Week 46: My Books are Yearning to Travel

I woke up with this sudden urge to travel, or rather to escape. Perhaps it had something to do with the dream that I woke up from. Perhaps it was my subconscious reaching out to me from the depths of misty darkness. But the call was quite loud and clear. My heart wants to go away from the pandemic hell. My heart wants to soar up into the skies and into cooler climes. My heart is crying out for some solitude — the kind of solitude you can find in the quiet company of nature.

I want to pack my bags with books and go away to a distant Himalayan village and spend my days reading and writing. It is my books which are yearning to travel. They are calling out to me and telling me to turn their pages in a locale different from the reading corners of my home. Suffice to say, I have exhausted all options, tried out all different ways I can read. My favourite still remains reading upside down — with me lying on the floor and my legs up on the sofa.

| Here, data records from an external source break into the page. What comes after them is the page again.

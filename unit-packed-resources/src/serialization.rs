// This Source Code Form is subject to the terms of the Mozilla Public
// License, v. 2.0. If a copy of the MPL was not distributed with this
// file, You can obtain one at https://mozilla.org/MPL/2.0/.

/*! Declares the foundational data primitives inside packed resources data. */

/// Header value for version 1 of resources payload.
pub const HEADER_V1: &[u8] = b"unitres\x01";

/// Describes a blob section field type in the blob index.
#[derive(Clone, Copy, Debug, PartialEq, Eq)]
pub enum BlobSectionField {
    EndOfIndex = 0x00,
    StartOfEntry = 0x01,
    ResourceFieldType = 0x02,
    RawPayloadLength = 0x03,
    EndOfEntry = 0xff,
}

impl From<BlobSectionField> for u8 {
    fn from(field: BlobSectionField) -> u8 {
        match field {
            BlobSectionField::EndOfIndex => 0x00,
            BlobSectionField::StartOfEntry => 0x01,
            BlobSectionField::ResourceFieldType => 0x02,
            BlobSectionField::RawPayloadLength => 0x03,
            BlobSectionField::EndOfEntry => 0xff,
        }
    }
}

impl TryFrom<u8> for BlobSectionField {
    type Error = &'static str;

    fn try_from(value: u8) -> Result<Self, Self::Error> {
        match value {
            0x00 => Ok(BlobSectionField::EndOfIndex),
            0x01 => Ok(BlobSectionField::StartOfEntry),
            0x02 => Ok(BlobSectionField::ResourceFieldType),
            0x03 => Ok(BlobSectionField::RawPayloadLength),
            0xff => Ok(BlobSectionField::EndOfEntry),
            _ => Err("invalid blob index field type"),
        }
    }
}

/// Describes a resource field type in the resource index.
#[derive(Clone, Copy, Debug, PartialEq, PartialOrd, Eq, Ord)]
pub enum ResourceField {
    EndOfIndex = 0x00,
    StartOfEntry = 0x01,
    Name = 0x02,
    Data = 0x03,
    EndOfEntry = 0xff,
}

impl From<ResourceField> for u8 {
    fn from(field: ResourceField) -> Self {
        match field {
            ResourceField::EndOfIndex => 0x00,
            ResourceField::StartOfEntry => 0x01,
            ResourceField::Name => 0x02,
            ResourceField::Data => 0x03,
            ResourceField::EndOfEntry => 0xff,
        }
    }
}

impl TryFrom<u8> for ResourceField {
    type Error = &'static str;

    fn try_from(value: u8) -> Result<Self, Self::Error> {
        match value {
            0x00 => Ok(ResourceField::EndOfIndex),
            0x01 => Ok(ResourceField::StartOfEntry),
            0x02 => Ok(ResourceField::Name),
            0x03 => Ok(ResourceField::Data),
            0xff => Ok(ResourceField::EndOfEntry),
            _ => Err("invalid field type"),
        }
    }
}
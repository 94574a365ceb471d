// This Source Code Form is subject to the terms of the Mozilla Public
// License, v. 2.0. If a copy of the MPL was not distributed with this
// file, You can obtain one at https://mozilla.org/MPL/2.0/.

/*! Compiled unit backed by a zip archive.

Some build systems attach auxiliary resources to a compiled unit as a
zip archive sitting next to the binary instead of packing them into
the binary itself. [ArchiveUnit] reads such archives.

Archive entries are read eagerly at construction so queries never
perform I/O against the underlying file.
*/

use {
    crate::{
        unit::{CompiledUnit, ResourceRead},
        Error, ResourceResult,
    },
    log::debug,
    std::{
        fs::File,
        io::{BufReader, Cursor, Read, Seek},
        path::Path,
    },
};

/// A compiled unit whose resources come from a zip archive.
///
/// Directory entries are not resources and are skipped. File entries
/// are exposed under their archive path, in archive order. A path
/// appearing more than once yields a single resource holding the
/// content of its last entry.
#[derive(Clone, Debug)]
pub struct ArchiveUnit {
    name: String,
    resources: Vec<(String, Vec<u8>)>,
}

impl ArchiveUnit {
    /// Read a zip archive into a unit.
    ///
    /// Structural archive errors are reported as [Error::InvalidUnit];
    /// errors reading the underlying stream as [Error::Io].
    pub fn from_reader(name: impl ToString, reader: impl Read + Seek) -> ResourceResult<Self> {
        let name = name.to_string();

        let invalid = |reason: String| Error::InvalidUnit {
            unit: name.clone(),
            reason,
        };

        let mut archive = zip::ZipArchive::new(reader).map_err(|e| invalid(e.to_string()))?;

        let mut resources = Vec::new();

        for index in 0..archive.len() {
            let mut entry = archive.by_index(index).map_err(|e| invalid(e.to_string()))?;

            if entry.is_dir() {
                continue;
            }

            let entry_name = entry.name().to_string();

            let mut data = Vec::with_capacity(entry.size() as usize);
            entry.read_to_end(&mut data)?;

            // Repeated names keep their first listing position with the
            // content of the last entry.
            if let Some(existing) = resources.iter_mut().find(|(n, _)| *n == entry_name) {
                existing.1 = data;
            } else {
                resources.push((entry_name, data));
            }
        }

        debug!(
            "loaded archive for unit {} with {} resources",
            name,
            resources.len()
        );

        Ok(Self { name, resources })
    }

    /// Read a zip archive from the filesystem into a unit.
    pub fn from_path(name: impl ToString, path: impl AsRef<Path>) -> ResourceResult<Self> {
        let file = File::open(path.as_ref())?;

        Self::from_reader(name, BufReader::new(file))
    }

    /// Number of file entries in the archive.
    pub fn len(&self) -> usize {
        self.resources.len()
    }

    pub fn is_empty(&self) -> bool {
        self.resources.is_empty()
    }
}

impl CompiledUnit for ArchiveUnit {
    fn unit_name(&self) -> &str {
        &self.name
    }

    fn resource_names(&self) -> ResourceResult<Vec<String>> {
        Ok(self.resources.iter().map(|(name, _)| name.clone()).collect())
    }

    fn open_resource(&self, name: &str) -> ResourceResult<Box<dyn ResourceRead + '_>> {
        self.resources
            .iter()
            .find(|(n, _)| n == name)
            .map(|(_, data)| Box::new(Cursor::new(data.as_slice())) as Box<dyn ResourceRead>)
            .ok_or_else(|| Error::ResourceNotFound {
                unit: self.name.clone(),
                name: name.to_string(),
            })
    }
}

Books are the plane, and the train, and the road. They are the destination, and the journey. They are home.

Anna Quindlen, How Reading Changed My Life

My mind is like a child today, bargaining with me — ‘Let’s just take a flight. To anywhere.’ So malnourished is my soul from lack of travel, that I seem to be romanticising even the less pleasant aspects of air travel. The wonder and magic of travelling through books is not a mystery to me. But I yearn to travel with my books. My books are yearning to break free from the confines of my home.

A bag full of books

I welcome the uncontrollable outbursts of young children because that would mean that life, as we know it, is back to normal. Reading on a plane seems like a distant dream belonging to a different time and place. The quiet hum of the airplane, the cool air conditioner kissing my face so much so that sometimes I ask for a blanket to cocoon myself in while diving into the story. The aroma of coffee mingled with the tinkling of glasses and the quiet chatter of people. I want to watch the cloud cities from my window. I want to eat unpalatable airline food served in tiny rectangular boxes. I want to drift into a fitful sleep. I want to embrace the discomfort because it feels like this world has shrunk to the size of my apartment.

I know every book of mine by its smell, & I have but to put my nose between the pages to be reminded of all sorts of things.

George Gissing

My mind keeps wandering into the past of train travel and road travel and all those mountains and beaches that exist in the world out there. As the pandemic rages and tears the world asunder, it is only in the past that the mind can travel now. I want to return to those sweet hours spent in coffee shops drinking coffee turned cold. The days of yore when stories came alive as you turned the pages of a book while ambling in the aisles of a store. When you missed your stop or your step while fighting demons, inner or otherwise, inside the depths of a book. I want that dead time back — my kingdom for noisy malls, tiny café tables, and not-so-crowded bookstores!

I am not sure which one I want more — travel or books. For now, I want both. I want to travel with a book. I want to read somewhere other than on my armchair. I want to smell a different air when I am reading, I want to see different sights from my window while I turn the page. I want to hear the sound of silence when the pages of my book rustle and crinkle under my fingers.